Saved data entries:
>>>

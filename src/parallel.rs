//! Parallel template creation using a worker-pool architecture.
//!
//! Each worker owns an independent engine instance built from a caller
//! factory and runs its own `initialize_template_creation`; the contract
//! guarantees that initialization tolerates concurrent invocation against
//! the same read-only configuration. Subjects are assigned to workers by a
//! hash of the subject identifier, and every outcome carries its submission
//! index so callers can restore deterministic enrollment insertion order.

use std::collections::hash_map::DefaultHasher;
use std::collections::HashSet;
use std::hash::{Hash, Hasher};
use std::path::PathBuf;
use std::thread::{self, JoinHandle};

use crossbeam::channel::{bounded, unbounded, Receiver, Sender};
use tracing::debug;

use crate::engine::{DatabaseEntry, Engine};
use crate::error::HarnessError;
use crate::harness::{template_disposition, RecordDisposition, SubjectSamples};
use crate::iris::validate_sample_set;
use crate::status::{ReturnStatus, TemplateType};

struct WorkItem {
    index: usize,
    subject: SubjectSamples,
}

/// Outcome of one subject's template creation.
#[derive(Clone, Debug)]
pub struct TemplateOutcome {
    /// Submission index, for restoring dispatch order.
    pub index: usize,
    pub id: String,
    pub template: Vec<u8>,
    pub status: ReturnStatus,
}

/// Worker pool for parallel template creation.
pub struct TemplatePool {
    work_senders: Vec<Sender<WorkItem>>,
    handles: Vec<JoinHandle<()>>,
    outcome_rx: Receiver<TemplateOutcome>,
    dispatched: usize,
    seen_ids: HashSet<String>,
}

impl TemplatePool {
    /// Spawns `num_workers` workers, each with its own engine from
    /// `factory`, all creating templates of the same `template_type`.
    ///
    /// `queue_size` bounds each worker's pending subjects; `dispatch` blocks
    /// when the assigned worker's queue is full.
    pub fn new<E, F>(
        num_workers: usize,
        queue_size: usize,
        factory: F,
        config_dir: PathBuf,
        template_type: TemplateType,
    ) -> Result<Self, HarnessError>
    where
        E: Engine,
        F: Fn() -> E + Clone + Send + 'static,
    {
        if num_workers == 0 {
            return Err(HarnessError::NoWorkers);
        }

        let (outcome_tx, outcome_rx) = unbounded::<TemplateOutcome>();
        let mut work_senders = Vec::with_capacity(num_workers);
        let mut handles = Vec::with_capacity(num_workers);

        for worker_id in 0..num_workers {
            let (tx, rx) = bounded::<WorkItem>(queue_size);
            work_senders.push(tx);

            let outcome_tx = outcome_tx.clone();
            let factory = factory.clone();
            let config_dir = config_dir.clone();

            let handle = thread::Builder::new()
                .name(format!("template-worker-{worker_id}"))
                .spawn(move || {
                    worker_loop(rx, outcome_tx, factory, config_dir.as_path(), template_type)
                })
                .map_err(|_| HarnessError::WorkerLost)?;
            handles.push(handle);
        }

        Ok(Self {
            work_senders,
            handles,
            outcome_rx,
            dispatched: 0,
            seen_ids: HashSet::new(),
        })
    }

    /// Queues one subject after validating the caller contract for its
    /// sample set. Blocks when the assigned worker's queue is full.
    pub fn dispatch(&mut self, subject: SubjectSamples) -> Result<(), HarnessError> {
        if !self.seen_ids.insert(subject.id.clone()) {
            return Err(HarnessError::DuplicateSubject { id: subject.id });
        }
        validate_sample_set(&subject.irides)?;

        let worker = assign_worker(&subject.id, self.work_senders.len());
        let item = WorkItem { index: self.dispatched, subject };
        self.work_senders[worker]
            .send(item)
            .map_err(|_| HarnessError::WorkerLost)?;
        self.dispatched += 1;
        Ok(())
    }

    /// Closes the queues, drains every outcome, and returns them in
    /// submission order.
    pub fn finish(self) -> Result<Vec<TemplateOutcome>, HarnessError> {
        drop(self.work_senders);

        let mut outcomes = Vec::with_capacity(self.dispatched);
        for _ in 0..self.dispatched {
            match self.outcome_rx.recv() {
                Ok(outcome) => outcomes.push(outcome),
                Err(_) => return Err(HarnessError::WorkerLost),
            }
        }
        for handle in self.handles {
            let _ = handle.join();
        }

        outcomes.sort_by_key(|outcome| outcome.index);
        Ok(outcomes)
    }
}

/// Applies the same propagation policy as sequential template creation to a
/// drained outcome list: DetectError keeps a degraded record, Timeout skips
/// the subject, any other non-Success aborts.
pub fn collect_entries(outcomes: Vec<TemplateOutcome>) -> Result<Vec<DatabaseEntry>, HarnessError> {
    let mut entries = Vec::with_capacity(outcomes.len());
    for outcome in outcomes {
        match template_disposition(outcome.status.code) {
            RecordDisposition::Keep | RecordDisposition::KeepDegraded => {
                entries.push(DatabaseEntry { template: outcome.template, id: outcome.id });
            }
            RecordDisposition::Skip => {}
            RecordDisposition::Fatal => {
                return Err(HarnessError::FatalStatus {
                    operation: "create_template",
                    code: outcome.status.code,
                    description: outcome.status.description,
                });
            }
        }
    }
    Ok(entries)
}

fn worker_loop<E, F>(
    rx: Receiver<WorkItem>,
    outcome_tx: Sender<TemplateOutcome>,
    factory: F,
    config_dir: &std::path::Path,
    template_type: TemplateType,
) where
    E: Engine,
    F: Fn() -> E,
{
    let mut engine = factory();
    let init_status = engine.initialize_template_creation(config_dir, template_type);
    if !init_status.is_success() {
        debug!(code = %init_status.code, "worker initialization failed, forwarding status");
    }

    while let Ok(item) = rx.recv() {
        let mut template = Vec::new();
        let status = if init_status.is_success() {
            engine.create_template(&item.subject.irides, &mut template)
        } else {
            // A session that never initialized fails every subject with the
            // initialization status.
            init_status.clone()
        };

        let outcome = TemplateOutcome {
            index: item.index,
            id: item.subject.id,
            template,
            status,
        };
        if outcome_tx.send(outcome).is_err() {
            break;
        }
    }
}

/// Deterministic worker assignment by subject identifier.
fn assign_worker(id: &str, num_workers: usize) -> usize {
    let mut hasher = DefaultHasher::new();
    id.hash(&mut hasher);
    (hasher.finish() as usize).checked_rem(num_workers).unwrap_or(0)
}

<<<

Exercise goal –
Within the entries above, find the string "when" and return each line that holds it.

Your solution –
    /// when the assigned worker's queue is full.
    /// sample set. Blocks when the assigned worker's queue is full.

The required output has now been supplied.